Had she faltered, shown any sign of confusion or wavering in her decision, I would have pressed. Sensing a fault line, I would have tried to widen the crack, break apart her certainty. But she didn’t show any sign of weakness. She stayed clear, crisp and direct.

Then she walked off. I stood there, a big jerk with the rejected engagement ring in my hand. The thought occurred to me that I should pull myself together. I shouldn’t stand there looking forlorn and dejected. But I felt trapped in a movie I definitely would have changed the channel on, the kind of melodramatic scene where it started to rain hard on the leading man because his heart had just been broken. And damn if I didn’t feel a drop on my shoulder, that San Francisco fog stewing into something thicker. Had Lola arranged for that, too?

Ana walked right up to the street and climbed into a waiting car. She’d planned all of this, right down to the camera angle. I should feel betrayed, even angry at her.

But all I could feel right then was a fist of pain curled tight in my chest. That’s what finally got me moving. Pain like this, it was mine, private, and I finally gathered my wits about me enough to swear at them all, shoving away a guy who’d come straight up into my face. Striding toward the street, I found a taxi to climb into myself.

Ana didn’t love me. Why was it only then, when she said that she didn’t, that I fully realized that I did love her? I loved her. How was that for shit timing?

If I’d clued in earlier, woken her up in the middle of the night in Mammoth and told her I couldn’t live without her, would that have changed things? But it was too late now. Now she’d rejected me, thrown back my ring, walked off and told me to have a nice life.

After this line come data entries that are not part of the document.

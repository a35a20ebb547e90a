//! Behavioral tests for the analytics functions through the public API.

use chrono::DateTime;
use finance_tracker::analytics::{
    BudgetStatus, MonthPeriod, budget_progress, category_spending, forecast, monthly_aggregates,
    month_summary, notifications,
};
use finance_tracker::models::{
    Budget, BudgetId, NaiveDate, NewBudget, NewTransaction, Transaction, TransactionId,
    TransactionType, UserId,
};

/// Shorthand for a calendar date.
fn ymd(year: i32, month: u32, day: u32) -> NaiveDate {
    NaiveDate::from_ymd_opt(year, month, day).unwrap()
}

/// Builds a stored transaction; `seq` keeps ids unique.
fn tx(seq: u32, kind: TransactionType, category: &str, amount: f64, date: NaiveDate) -> Transaction {
    Transaction {
        id: TransactionId::new(format!("t-{seq}")),
        user_id: UserId::new("user-1".to_owned()),
        kind,
        category: category.to_owned(),
        amount,
        description: String::new(),
        date,
        created_at: DateTime::from_timestamp(1_700_000_000, 0).unwrap(),
    }
}

/// Builds a budget row.
fn budget(id: &str, category: &str, limit: f64) -> Budget {
    Budget {
        id: BudgetId::new(id.to_owned()),
        user_id: UserId::new("user-1".to_owned()),
        category: category.to_owned(),
        monthly_limit: limit,
        created_at: DateTime::from_timestamp(1_700_000_000, 0).unwrap(),
    }
}

/// Two years of mixed rows with uneven amounts.
fn ledger() -> Vec<Transaction> {
    let mut rows = Vec::new();
    let mut seq = 0_u32;
    for year in [2023, 2024] {
        for month in 1..=12_u32 {
            let base = f64::from(month) * 10.0;
            for (kind, category, amount, day) in [
                (TransactionType::Income, "Salary", 3000.0 + base, 1),
                (TransactionType::Expense, "Rent", 1200.0, 2),
                (TransactionType::Expense, "Food", 150.0 + base, 10),
                (TransactionType::Expense, "Travel", base * 3.0, 20),
                (TransactionType::Investment, "ETF", 200.0, 28),
            ] {
                seq += 1;
                rows.push(tx(seq, kind, category, amount, ymd(year, month, day)));
            }
        }
    }
    rows
}

#[test]
fn window_spans_year_boundary() {
    let months = monthly_aggregates(&ledger(), 4, ymd(2024, 2, 10));
    let periods: Vec<MonthPeriod> = months.iter().map(|month| month.month).collect();
    assert_eq!(
        periods,
        vec![
            MonthPeriod::from_ymd(2023, 11).unwrap(),
            MonthPeriod::from_ymd(2023, 12).unwrap(),
            MonthPeriod::from_ymd(2024, 1).unwrap(),
            MonthPeriod::from_ymd(2024, 2).unwrap(),
        ]
    );
}

#[test]
fn aggregate_sums_match_month_rows() {
    let rows = ledger();
    for month in monthly_aggregates(&rows, 12, ymd(2024, 12, 31)) {
        let in_month: Vec<&Transaction> =
            rows.iter().filter(|row| month.month.contains(row.date)).collect();
        let sum = |kind: TransactionType| -> f64 {
            in_month
                .iter()
                .filter(|row| row.kind == kind)
                .map(|row| row.amount)
                .sum()
        };
        assert!((month.income - sum(TransactionType::Income)).abs() < 1e-9);
        assert!((month.expenses - sum(TransactionType::Expense)).abs() < 1e-9);
        assert!((month.investments - sum(TransactionType::Investment)).abs() < 1e-9);
        assert!((month.net - (month.income - month.expenses - month.investments)).abs() < 1e-9);
    }
}

#[test]
fn category_shares_sum_to_hundred_and_descend() {
    let spending = category_spending(&ledger(), ymd(2024, 7, 15));
    let categories: Vec<&str> = spending.iter().map(|row| row.category.as_str()).collect();
    assert_eq!(categories, vec!["Rent", "Food", "Travel"]);
    let total: f64 = spending.iter().map(|row| row.percentage).sum();
    assert!((total - 100.0).abs() < 1e-9);
    let amounts: Vec<f64> = spending.iter().map(|row| row.amount).collect();
    assert!(amounts.windows(2).all(|pair| pair.first() >= pair.get(1)));
}

#[test]
fn reference_outside_data_gives_empty_results() {
    let reference = ymd(2030, 1, 1);
    assert!(category_spending(&ledger(), reference).is_empty());
    let months = monthly_aggregates(&ledger(), 3, reference);
    assert!(
        months
            .iter()
            .all(|month| month.income.abs() < f64::EPSILON && month.expenses.abs() < f64::EPSILON)
    );
    assert_eq!(forecast(&ledger(), reference).confidence, 0);
}

#[test]
fn steady_history_forecasts_exactly() {
    let mut rows = Vec::new();
    for month in 1..=6_u32 {
        rows.push(tx(month * 2, TransactionType::Income, "Salary", 5000.0, ymd(2024, month, 1)));
        rows.push(tx(month * 2 + 1, TransactionType::Expense, "Rent", 2000.0, ymd(2024, month, 3)));
    }
    let result = forecast(&rows, ymd(2024, 6, 30));
    assert_eq!(result.predicted_income, 5000);
    assert_eq!(result.predicted_expenses, 2000);
    assert_eq!(result.predicted_net, 3000);
    assert_eq!(result.confidence, 100);
}

#[test]
fn volatile_history_lowers_confidence() {
    let mut rows = Vec::new();
    for month in 1..=6_u32 {
        let income = if month % 2 == 0 { 8000.0 } else { 1000.0 };
        rows.push(tx(month, TransactionType::Income, "Freelance", income, ymd(2024, month, 5)));
    }
    let result = forecast(&rows, ymd(2024, 6, 30));
    assert!(result.confidence < 100);
}

#[test]
fn results_are_deterministic() {
    let rows = ledger();
    let reference = ymd(2024, 5, 5);
    assert_eq!(forecast(&rows, reference), forecast(&rows, reference));
    assert_eq!(
        category_spending(&rows, reference),
        category_spending(&rows, reference)
    );
    assert_eq!(month_summary(&rows, reference), month_summary(&rows, reference));
}

#[test]
fn budget_status_thresholds() {
    assert_eq!(BudgetStatus::classify(74.0, 100.0), BudgetStatus::OnTrack);
    assert_eq!(BudgetStatus::classify(75.0, 100.0), BudgetStatus::NearLimit);
    assert_eq!(BudgetStatus::classify(90.0, 100.0), BudgetStatus::Critical);
    assert_eq!(BudgetStatus::classify(100.0, 100.0), BudgetStatus::Critical);
    assert_eq!(BudgetStatus::classify(100.5, 100.0), BudgetStatus::Exceeded);
}

#[test]
fn budget_progress_counts_only_matching_expenses() {
    let rows = ledger();
    let progress = budget_progress(
        &[budget("b-food", "Food", 400.0), budget("b-gym", "Gym", 50.0)],
        &rows,
        ymd(2024, 3, 31),
    );
    assert_eq!(progress.len(), 2);
    assert!((progress[0].spent - 180.0).abs() < 1e-9);
    assert_eq!(progress[0].status, BudgetStatus::OnTrack);
    assert!(progress[1].spent.abs() < f64::EPSILON);
}

#[test]
fn empty_ledger_gets_welcome_notification() {
    let notes = notifications(&[], ymd(2024, 1, 1));
    assert_eq!(notes[0].title, "Welcome to Finance Tracker!");
}

#[test]
fn validation_rejects_bad_amounts() {
    let mut payload = NewTransaction {
        kind: TransactionType::Expense,
        category: "Food".to_owned(),
        amount: -0.01,
        description: String::new(),
        date: ymd(2024, 1, 1),
    };
    assert!(payload.validate().is_err());
    payload.amount = f64::NAN;
    assert!(payload.validate().is_err());
    payload.amount = 0.0;
    assert!(payload.validate().is_ok());

    let limit = NewBudget {
        category: "Food".to_owned(),
        monthly_limit: f64::INFINITY,
    };
    assert!(limit.validate().is_err());
}
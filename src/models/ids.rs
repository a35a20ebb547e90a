//! Newtype wrappers for entity identifiers.
//!
//! The backend hands out UUID strings for every row. Wrapping them keeps a
//! budget ID from being passed where a transaction ID is expected.

use serde::{Deserialize, Serialize};

/// Macro to define a newtype ID wrapping a `String` inner type.
macro_rules! define_string_id {
    (
        $(#[$meta:meta])*
        $name:ident
    ) => {
        $(#[$meta])*
        #[derive(Debug, Clone, PartialEq, Eq, Hash, Serialize, Deserialize)]
        #[serde(transparent)]
        pub struct $name(String);

        impl $name {
            /// Creates a new identifier from the given string.
            #[inline]
            #[must_use]
            pub const fn new(value: String) -> Self {
                Self(value)
            }

            /// Returns a reference to the inner string.
            #[inline]
            #[must_use]
            pub fn as_inner(&self) -> &str {
                &self.0
            }

            /// Consumes the wrapper and returns the inner string.
            #[inline]
            #[must_use]
            pub fn into_inner(self) -> String {
                self.0
            }
        }

        impl core::fmt::Display for $name {
            #[inline]
            fn fmt(&self, f: &mut core::fmt::Formatter<'_>) -> core::fmt::Result {
                core::fmt::Display::fmt(&self.0, f)
            }
        }

        impl From<String> for $name {
            #[inline]
            fn from(value: String) -> Self {
                Self(value)
            }
        }

        impl From<&str> for $name {
            #[inline]
            fn from(value: &str) -> Self {
                Self(value.to_owned())
            }
        }

        impl AsRef<str> for $name {
            #[inline]
            fn as_ref(&self) -> &str {
                &self.0
            }
        }
    };
}

define_string_id! {
    /// Unique identifier for an authenticated user (UUID string).
    UserId
}

define_string_id! {
    /// Unique identifier for a transaction row (UUID string).
    TransactionId
}

define_string_id! {
    /// Unique identifier for a budget limit row (UUID string).
    BudgetId
}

Why did everything get symbolic when you felt sad? The taxi stopped at a light and in the gutter I saw an old, discarded sneaker. Had that sneaker once been loved, part of a cherished pair? Had it been surprised when its time had come to an end? Had it expected it, a hole where the big toe had poked on through giving it proper warning? I bet it hadn’t. I bet it had been shocked as hell to find itself alone and forgotten in the gutter of life.

I knew I was being melodramatic, looking out at a battered sneaker in the rain and feeling kinship. But, damn it, I felt exactly like that sneaker. Cast to the side, laces untied, I’d come undone.